Yuri Schmitke – Quando há um paciente sob a responsabilidade de tratamento domiciliar, assume-se também a corresponsabilidade como “geradores de RSS”, conforme afirma a Anvisa na RDC 222/2018, no seu §1º, do Art 2º: “1º Para efeito desta resolução, definem-se como geradores de RSS todos os serviços cujas atividades estejam relacionadas com a atenção à saúde humana ou animal, inclusive os serviços de assistência domiciliar […]”.
Walfrido Ataíde – Os resíduos gerados pelos pacientes domiciliares devem ser segregados em sacos plásticos vermelhos resistentes, devidamente identificados como “resíduos infectantes”. Aí estão incluídos todos os resíduos produzidos pelo paciente (máscaras, lenços de papel, jornais e revistas, sobras de comida, etc.). Os resíduos perfurocortantes (agulhas, laminas, barbeadores, etc.) devem estar acondicionados em embalagem rígida e identificada com o termo “Resíduo Perfurocortantes Infectado”.
O paciente deve coletar os seus resíduos no próprio ambiente de confinamento (ou o seu cuidador deve fazê-lo), em lixeiras separadas. Esses resíduos só deverão sair do ambiente de confinamento no exato momento da sua coleta, não podendo ficar temporariamente armazenado diretamente sobre o solo, nem junto com os resíduos comuns da residência.
Yuri Schmitke – A grande preocupação da ABREN neste momento é que os estabelecimentos que prestam serviços de saúde e assemelhados (hospitais, postos de saúde, clínicas, consultórios médicos/odontológicos, clínicas veterinárias, farmácias, ateliês de tatuagem, etc.) são obrigados a ter um Plano de Gerenciamento de Resíduos de Serviço de Saúde, devidamente registrado no órgão ambiental e na vigilância sanitária do município para que possam obter o seu alvará́ de funcionamento.

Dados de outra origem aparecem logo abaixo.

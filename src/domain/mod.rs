// Domain layer: catalog models and the seams (storage, config, pipeline) the core runs against.

pub mod model;
pub mod ports;
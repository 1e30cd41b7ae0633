use indexmap::IndexMap;
use serde_json::{Map, Value};
use std::collections::HashMap;
use std::fmt;

/// A slug-keyed mapping that keeps the order entries appear in the source document.
pub type Catalog<T> = IndexMap<String, T>;

#[derive(Debug, Clone, PartialEq, serde::Deserialize)]
pub struct Category {
    pub key: String,
    pub name: String,
    pub emoji: String,
    #[serde(default)]
    pub description: Option<String>,
}

#[derive(Debug, Clone, PartialEq, serde::Deserialize)]
pub struct Support {
    pub name: String,
    #[serde(flatten)]
    pub extra: Map<String, Value>,
}

#[derive(Debug, Clone, PartialEq, serde::Deserialize)]
pub struct Port {
    pub name: String,
    pub categories: Vec<String>,
    #[serde(default)]
    pub url: Option<String>,
    #[serde(default)]
    pub alias: Option<String>,
    #[serde(default)]
    pub supports: Option<Catalog<Support>>,
    #[serde(default)]
    pub platform: Option<Value>,
    #[serde(default)]
    pub readme: Option<Value>,
    #[serde(flatten)]
    pub extra: Map<String, Value>,
}

#[derive(Debug, Clone, PartialEq, serde::Deserialize)]
pub struct Userstyle {
    pub name: String,
    pub categories: Vec<String>,
    #[serde(default)]
    pub url: Option<String>,
    #[serde(default)]
    pub supports: Option<Catalog<Support>>,
    #[serde(default)]
    pub platform: Option<Value>,
    #[serde(default)]
    pub readme: Option<Value>,
    #[serde(flatten)]
    pub extra: Map<String, Value>,
}

#[derive(Debug, Clone, PartialEq, serde::Deserialize)]
pub struct Showcase {
    pub title: String,
    pub link: String,
    pub description: String,
}

/// `resources/ports.yml`
#[derive(Debug, Clone, serde::Deserialize)]
pub struct PortsDocument {
    #[serde(default)]
    pub ports: Catalog<Port>,
    #[serde(default)]
    pub showcases: Option<Vec<Showcase>>,
}

/// `resources/categories.yml`, a bare list of categories.
#[derive(Debug, Clone, serde::Deserialize)]
#[serde(transparent)]
pub struct CategoriesDocument {
    pub categories: Vec<Category>,
}

/// `scripts/userstyles.yml` from the userstyles repository.
#[derive(Debug, Clone, serde::Deserialize)]
pub struct UserstylesDocument {
    #[serde(default)]
    pub userstyles: Catalog<Userstyle>,
}

#[derive(Debug, Clone, Copy, PartialEq, Eq, Hash)]
pub enum PortKind {
    Port,
    Userstyle,
}

impl PortKind {
    pub fn as_str(&self) -> &'static str {
        match self {
            PortKind::Port => "port",
            PortKind::Userstyle => "userstyle",
        }
    }
}

impl fmt::Display for PortKind {
    fn fmt(&self, f: &mut fmt::Formatter<'_>) -> fmt::Result {
        f.write_str(self.as_str())
    }
}

/// A catalog entry after merging; exactly one of the two source shapes.
#[derive(Debug, Clone, PartialEq)]
pub enum MappedPort {
    Port(Port),
    Userstyle(Userstyle),
}

impl MappedPort {
    pub fn kind(&self) -> PortKind {
        match self {
            MappedPort::Port(_) => PortKind::Port,
            MappedPort::Userstyle(_) => PortKind::Userstyle,
        }
    }

    pub fn name(&self) -> &str {
        match self {
            MappedPort::Port(port) => &port.name,
            MappedPort::Userstyle(style) => &style.name,
        }
    }

    pub fn categories(&self) -> &[String] {
        match self {
            MappedPort::Port(port) => &port.categories,
            MappedPort::Userstyle(style) => &style.categories,
        }
    }

    pub fn url(&self) -> Option<&str> {
        match self {
            MappedPort::Port(port) => port.url.as_deref(),
            MappedPort::Userstyle(style) => style.url.as_deref(),
        }
    }

    pub fn alias(&self) -> Option<&str> {
        match self {
            MappedPort::Port(port) => port.alias.as_deref(),
            MappedPort::Userstyle(_) => None,
        }
    }

    pub fn supports(&self) -> Option<&Catalog<Support>> {
        match self {
            MappedPort::Port(port) => port.supports.as_ref(),
            MappedPort::Userstyle(style) => style.supports.as_ref(),
        }
    }

    pub fn extra(&self) -> &Map<String, Value> {
        match self {
            MappedPort::Port(port) => &port.extra,
            MappedPort::Userstyle(style) => &style.extra,
        }
    }
}

/// One line of the rendered port list. `readme` and `platform` never make it here.
#[derive(Debug, Clone, PartialEq)]
pub struct Row {
    pub slug: String,
    pub kind: PortKind,
    pub name: String,
    pub url: String,
    pub categories: Vec<String>,
    pub alias: Option<String>,
    pub supports: Option<Catalog<Support>>,
    pub extra: Map<String, Value>,
}

pub type Buckets = HashMap<String, Vec<Row>>;

/// Raw text of the three catalogs, before any parsing.
#[derive(Debug, Clone)]
pub struct RawDocuments {
    pub ports: String,
    pub categories: String,
    pub userstyles: String,
}

#[derive(Debug, Clone)]
pub struct TransformResult {
    pub portlist: String,
    pub showcase: Option<String>,
    pub row_count: usize,
}

#[derive(Debug, Clone, PartialEq)]
pub struct LoadReport {
    pub output_path: String,
    pub updated_sections: Vec<String>,
    pub failed_sections: Vec<(String, String)>,
}

impl LoadReport {
    pub fn is_complete(&self) -> bool {
        self.failed_sections.is_empty()
    }
}
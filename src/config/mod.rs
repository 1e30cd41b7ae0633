pub mod cli;
pub mod toml_config;

use crate::core::ConfigProvider;
use crate::utils::error::Result;
use crate::utils::validation::{
    validate_path, validate_url, Validate, CATALOG_EXTENSIONS, README_EXTENSIONS,
};
use clap::Parser;
use toml_config::TomlConfig;

pub const DEFAULT_PORTS_PATH: &str = "resources/ports.yml";
pub const DEFAULT_CATEGORIES_PATH: &str = "resources/categories.yml";
pub const DEFAULT_USERSTYLES_URL: &str =
    "https://raw.githubusercontent.com/catppuccin/userstyles/main/scripts/userstyles.yml";
pub const DEFAULT_README_PATH: &str = "README.md";

#[derive(Debug, Clone, Parser)]
#[command(name = "portlist-gen")]
#[command(about = "Regenerates the README port list from the ports, categories and userstyles catalogs")]
pub struct CliConfig {
    /// Repository root that relative paths are resolved against
    #[arg(long, default_value = ".")]
    pub root: String,

    /// Optional TOML file overriding the default sources and output
    #[arg(long)]
    pub config: Option<String>,

    #[arg(long)]
    pub ports: Option<String>,

    #[arg(long)]
    pub categories: Option<String>,

    #[arg(long)]
    pub userstyles_url: Option<String>,

    #[arg(long)]
    pub readme: Option<String>,

    /// Print the rendered sections instead of touching the README
    #[arg(long)]
    pub dry_run: bool,

    /// Emit logs as JSON lines
    #[arg(long)]
    pub log_json: bool,

    #[arg(short, long, help = "Enable verbose output")]
    pub verbose: bool,
}

impl CliConfig {
    /// CLI flag > TOML value > built-in default.
    pub fn resolve(&self) -> Result<Settings> {
        let file = match &self.config {
            Some(path) => TomlConfig::from_file(path)?,
            None => TomlConfig::default(),
        };
        Ok(Settings::layered(self, &file))
    }
}

/// Fully resolved locations for one run.
#[derive(Debug, Clone, PartialEq)]
pub struct Settings {
    pub ports_path: String,
    pub categories_path: String,
    pub userstyles_url: String,
    pub readme_path: String,
}

impl Default for Settings {
    fn default() -> Self {
        Self {
            ports_path: DEFAULT_PORTS_PATH.to_string(),
            categories_path: DEFAULT_CATEGORIES_PATH.to_string(),
            userstyles_url: DEFAULT_USERSTYLES_URL.to_string(),
            readme_path: DEFAULT_README_PATH.to_string(),
        }
    }
}

impl Settings {
    pub fn layered(cli: &CliConfig, file: &TomlConfig) -> Self {
        let defaults = Settings::default();
        let pick = |flag: &Option<String>, value: &Option<String>, default: String| {
            flag.clone().or_else(|| value.clone()).unwrap_or(default)
        };

        Self {
            ports_path: pick(&cli.ports, &file.sources.ports, defaults.ports_path),
            categories_path: pick(
                &cli.categories,
                &file.sources.categories,
                defaults.categories_path,
            ),
            userstyles_url: pick(
                &cli.userstyles_url,
                &file.sources.userstyles_url,
                defaults.userstyles_url,
            ),
            readme_path: pick(&cli.readme, &file.output.readme, defaults.readme_path),
        }
    }
}

impl ConfigProvider for Settings {
    fn ports_path(&self) -> &str {
        &self.ports_path
    }

    fn categories_path(&self) -> &str {
        &self.categories_path
    }

    fn userstyles_url(&self) -> &str {
        &self.userstyles_url
    }

    fn readme_path(&self) -> &str {
        &self.readme_path
    }
}

impl Validate for Settings {
    fn validate(&self) -> Result<()> {
        validate_path("ports", &self.ports_path, CATALOG_EXTENSIONS)?;
        validate_path("categories", &self.categories_path, CATALOG_EXTENSIONS)?;
        validate_url("userstyles_url", &self.userstyles_url)?;
        validate_path("readme", &self.readme_path, README_EXTENSIONS)?;
        Ok(())
    }
}
pub mod catalog;
pub mod etl;
pub mod pipeline;
pub mod render;
pub mod schema;
pub mod splice;

pub use crate::domain::model::{LoadReport, RawDocuments, TransformResult};
pub use crate::domain::ports::{ConfigProvider, Pipeline, Storage};
pub use crate::utils::error::Result;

Walfrido Ataíde – Os Serviços Públicos de Limpeza Urbana somente coletam os RSS das unidades de saúde publicas, enquanto as unidades particulares devem contratar a coleta dos RSS diretamente com as empresas especializadas. Em se tratando de serviços “hospitalares” prestados em domicílio, a regulamentação somente atinge os serviços de “Home Care” que retiram os RSS da residência do paciente e dão a eles mesmos o destino adequado.
Yuri Schmitke – Nesse momento de Covid-19, os municípios terão que desenvolver um mecanismo de coleta domiciliar diferenciada para os RSS. Até que essas normas não sejam implementadas, aconselha-se que os pacientes em “internação domiciliar” entrem em contato com o serviço municipal de coleta de resíduos e solicite, caso seja possível, a remoção dos RSS, em horários previamente agendados.
Yuri Schmitke, advogado, presidente da ABREN. Walfrido Ataíde, consultor em Gestão de Resíduos Sólidos Urbanos.